■ Activity ■
Keep only the lines of the listing that include the word "command", and copy them.
[Start of Attachment]
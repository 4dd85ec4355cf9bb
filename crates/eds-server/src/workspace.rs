//! Headless document and window manager.
//!
//! Keeps just enough editor state (windows, tabs, desktops, focus, busy
//! flags) for the dispatcher to make every decision it makes against a real
//! editor, and journals what it was asked to do.

use crate::registry::{
    DesktopId, DocumentId, DocumentInfo, DocumentRegistry, MacroEngine, NewDocumentRequest,
    OpenRequest, WindowId,
};
use std::path::{Path, PathBuf};
use tracing::{debug, info};

#[derive(Debug, Clone, PartialEq, Eq)]
pub enum WorkspaceEvent {
    Opened {
        doc: DocumentId,
        window: WindowId,
        path: PathBuf,
        reused: bool,
    },
    Created {
        doc: DocumentId,
        window: WindowId,
    },
    Raised {
        doc: DocumentId,
        focus: bool,
    },
    LineSelected {
        doc: DocumentId,
        line: u32,
    },
    Closed {
        doc: DocumentId,
    },
    Beep,
}

#[derive(Debug, Clone)]
pub struct Document {
    pub id: DocumentId,
    pub window: WindowId,
    pub path: Option<PathBuf>,
    pub read_only: bool,
    pub modified: bool,
    pub macro_running: bool,
    pub language_mode: Option<String>,
    pub highlight_deferred: bool,
    pub selected_line: Option<u32>,
}

#[derive(Debug, Clone)]
pub struct Window {
    pub id: WindowId,
    pub desktop: Option<DesktopId>,
    pub iconic: bool,
    pub geometry: Option<String>,
    pub top: Option<DocumentId>,
}

pub struct Workspace {
    documents: Vec<Document>,
    windows: Vec<Window>,
    next_doc: u64,
    next_window: u64,
    current_desktop: Option<DesktopId>,
    open_in_tab: bool,
    focused: Option<DocumentId>,
    bells: usize,
    journal: Vec<WorkspaceEvent>,
}

impl Workspace {
    pub fn new(open_in_tab: bool, current_desktop: Option<DesktopId>) -> Self {
        Self {
            documents: Vec::new(),
            windows: Vec::new(),
            next_doc: 0,
            next_window: 0,
            current_desktop,
            open_in_tab,
            focused: None,
            bells: 0,
            journal: Vec::new(),
        }
    }

    pub fn document(&self, doc: DocumentId) -> Option<&Document> {
        self.documents.iter().find(|entry| entry.id == doc)
    }

    fn document_mut(&mut self, doc: DocumentId) -> Option<&mut Document> {
        self.documents.iter_mut().find(|entry| entry.id == doc)
    }

    pub fn window(&self, window: WindowId) -> Option<&Window> {
        self.windows.iter().find(|entry| entry.id == window)
    }

    fn window_mut(&mut self, window: WindowId) -> Option<&mut Window> {
        self.windows.iter_mut().find(|entry| entry.id == window)
    }

    pub fn tabs_of(&self, window: WindowId) -> Vec<DocumentId> {
        self.documents
            .iter()
            .filter(|entry| entry.window == window)
            .map(|entry| entry.id)
            .collect()
    }

    pub fn window_count(&self) -> usize {
        self.windows.len()
    }

    pub fn document_count(&self) -> usize {
        self.documents.len()
    }

    pub fn focused(&self) -> Option<DocumentId> {
        self.focused
    }

    pub fn bells(&self) -> usize {
        self.bells
    }

    pub fn journal(&self) -> &[WorkspaceEvent] {
        &self.journal
    }

    pub fn set_macro_running(&mut self, doc: DocumentId, running: bool) {
        if let Some(entry) = self.document_mut(doc) {
            entry.macro_running = running;
        }
    }

    pub fn set_modified(&mut self, doc: DocumentId, modified: bool) {
        if let Some(entry) = self.document_mut(doc) {
            entry.modified = modified;
        }
    }

    pub fn set_current_desktop(&mut self, desktop: Option<DesktopId>) {
        self.current_desktop = desktop;
    }

    pub fn move_window(&mut self, window: WindowId, desktop: Option<DesktopId>) {
        if let Some(entry) = self.window_mut(window) {
            entry.desktop = desktop;
        }
    }

    fn add_window(&mut self, iconic: bool, geometry: Option<String>) -> WindowId {
        self.next_window += 1;
        let id = WindowId(self.next_window);
        self.windows.push(Window {
            id,
            desktop: self.current_desktop,
            iconic,
            geometry,
            top: None,
        });
        id
    }

    fn add_document(&mut self, window: WindowId, path: Option<PathBuf>) -> DocumentId {
        self.next_doc += 1;
        let id = DocumentId(self.next_doc);
        self.documents.push(Document {
            id,
            window,
            path,
            read_only: false,
            modified: false,
            macro_running: false,
            language_mode: None,
            highlight_deferred: false,
            selected_line: None,
        });
        if let Some(entry) = self.window_mut(window) {
            if entry.top.is_none() {
                entry.top = Some(id);
            }
        }
        id
    }

    /// Window for a new document: a tab next to `target` or a fresh window.
    fn placement(
        &mut self,
        target: Option<DocumentId>,
        in_tab: bool,
        iconic: bool,
        geometry: Option<String>,
    ) -> WindowId {
        let target_window = target
            .filter(|_| in_tab)
            .and_then(|doc| self.document(doc))
            .map(|entry| entry.window);
        match target_window {
            Some(window) => window,
            None => self.add_window(iconic, geometry),
        }
    }

    fn reusable(&self, doc: DocumentId) -> bool {
        self.document(doc)
            .map(|entry| entry.path.is_none() && !entry.modified && !entry.macro_running)
            .unwrap_or(false)
    }
}

impl DocumentRegistry for Workspace {
    fn documents(&self) -> Vec<DocumentInfo> {
        self.documents
            .iter()
            .map(|entry| {
                let window = self.window(entry.window);
                DocumentInfo {
                    id: entry.id,
                    window: entry.window,
                    path: entry.path.clone(),
                    modified: entry.modified,
                    macro_running: entry.macro_running,
                    top: window.and_then(|w| w.top) == Some(entry.id),
                    desktop: window.and_then(|w| w.desktop),
                }
            })
            .collect()
    }

    fn find_by_path(&self, path: &Path) -> Option<DocumentId> {
        self.documents
            .iter()
            .find(|entry| entry.path.as_deref() == Some(path))
            .map(|entry| entry.id)
    }

    fn open_document(&mut self, request: OpenRequest) -> Option<DocumentId> {
        if request.path.is_dir() {
            info!(
                event = "workspace_open_refused",
                path = %request.path.display(),
                reason = "directory"
            );
            return None;
        }

        let reuse = request.target.filter(|doc| self.reusable(*doc));
        let (doc, reused) = match reuse {
            Some(doc) => {
                if let Some(entry) = self.document_mut(doc) {
                    entry.path = Some(request.path.clone());
                }
                (doc, true)
            }
            None => {
                let window = self.placement(
                    request.target,
                    request.in_tab,
                    request.iconic,
                    request.geometry.clone(),
                );
                (self.add_document(window, Some(request.path.clone())), false)
            }
        };

        let window = {
            let entry = self.document_mut(doc)?;
            entry.read_only = request.read_only;
            entry.language_mode = request.language_mode.clone();
            entry.highlight_deferred = request.defer_highlighting;
            entry.window
        };
        debug!(
            event = "workspace_opened",
            doc = %doc,
            window = %window,
            path = %request.path.display(),
            reused
        );
        self.journal.push(WorkspaceEvent::Opened {
            doc,
            window,
            path: request.path,
            reused,
        });
        Some(doc)
    }

    fn new_document(&mut self, request: NewDocumentRequest) -> DocumentId {
        let window = self.placement(request.target, true, request.iconic, request.geometry);
        let doc = self.add_document(window, None);
        if let Some(entry) = self.document_mut(doc) {
            entry.language_mode = request.language_mode;
        }
        if let Some(entry) = self.window_mut(window) {
            entry.top = Some(doc);
        }
        debug!(event = "workspace_created", doc = %doc, window = %window);
        self.journal.push(WorkspaceEvent::Created { doc, window });
        doc
    }

    fn raise(&mut self, doc: DocumentId, focus: bool) {
        let Some(window) = self.document_mut(doc).map(|entry| {
            entry.highlight_deferred = false;
            entry.window
        }) else {
            return;
        };
        if let Some(entry) = self.window_mut(window) {
            entry.top = Some(doc);
            if focus {
                entry.iconic = false;
            }
        }
        if focus {
            self.focused = Some(doc);
        }
        self.journal.push(WorkspaceEvent::Raised { doc, focus });
    }

    fn select_line(&mut self, doc: DocumentId, line: u32) {
        if let Some(entry) = self.document_mut(doc) {
            entry.selected_line = Some(line);
            self.journal.push(WorkspaceEvent::LineSelected { doc, line });
        }
    }

    fn is_macro_running(&self, doc: DocumentId) -> bool {
        self.document(doc)
            .map(|entry| entry.macro_running)
            .unwrap_or(false)
    }

    fn is_valid(&self, doc: DocumentId) -> bool {
        self.document(doc).is_some()
    }

    fn close_document(&mut self, doc: DocumentId) -> bool {
        let Some(idx) = self.documents.iter().position(|entry| entry.id == doc) else {
            return false;
        };
        let window = self.documents.remove(idx).window;
        let remaining = self.tabs_of(window);
        if remaining.is_empty() {
            self.windows.retain(|entry| entry.id != window);
        } else if let Some(entry) = self.window_mut(window) {
            if entry.top == Some(doc) {
                entry.top = remaining.first().copied();
            }
        }
        if self.focused == Some(doc) {
            self.focused = None;
        }
        self.journal.push(WorkspaceEvent::Closed { doc });
        true
    }

    fn window_of(&self, doc: DocumentId) -> Option<WindowId> {
        self.document(doc).map(|entry| entry.window)
    }

    fn current_desktop(&self) -> Option<DesktopId> {
        self.current_desktop
    }

    fn open_in_tab(&self) -> bool {
        self.open_in_tab
    }

    fn beep(&mut self) {
        self.bells += 1;
        self.journal.push(WorkspaceEvent::Beep);
    }
}

#[derive(Debug, Clone, PartialEq, Eq)]
pub struct MacroRun {
    pub doc: DocumentId,
    pub command: String,
    pub origin: String,
}

/// Macro engine for the headless server.
///
/// Records every run. The command `close()` closes the document it runs in;
/// everything else is only logged.
#[derive(Debug, Default)]
pub struct LoggingMacroEngine {
    history: Vec<MacroRun>,
}

impl LoggingMacroEngine {
    pub fn history(&self) -> &[MacroRun] {
        &self.history
    }
}

impl MacroEngine for LoggingMacroEngine {
    fn run(
        &mut self,
        registry: &mut dyn DocumentRegistry,
        doc: DocumentId,
        command: &str,
        origin: &str,
    ) {
        info!(event = "macro_run", doc = %doc, origin, command);
        self.history.push(MacroRun {
            doc,
            command: command.to_string(),
            origin: origin.to_string(),
        });
        if command.trim() == "close()" {
            registry.close_document(doc);
        }
    }
}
[End of Attachment]
■ Problem solution ■
    pub command: String,
/// Records every run. The command `close()` closes the document it runs in;
        command: &str,
        info!(event = "macro_run", doc = %doc, origin, command);
            command: command.to_string(),
        if command.trim() == "close()" {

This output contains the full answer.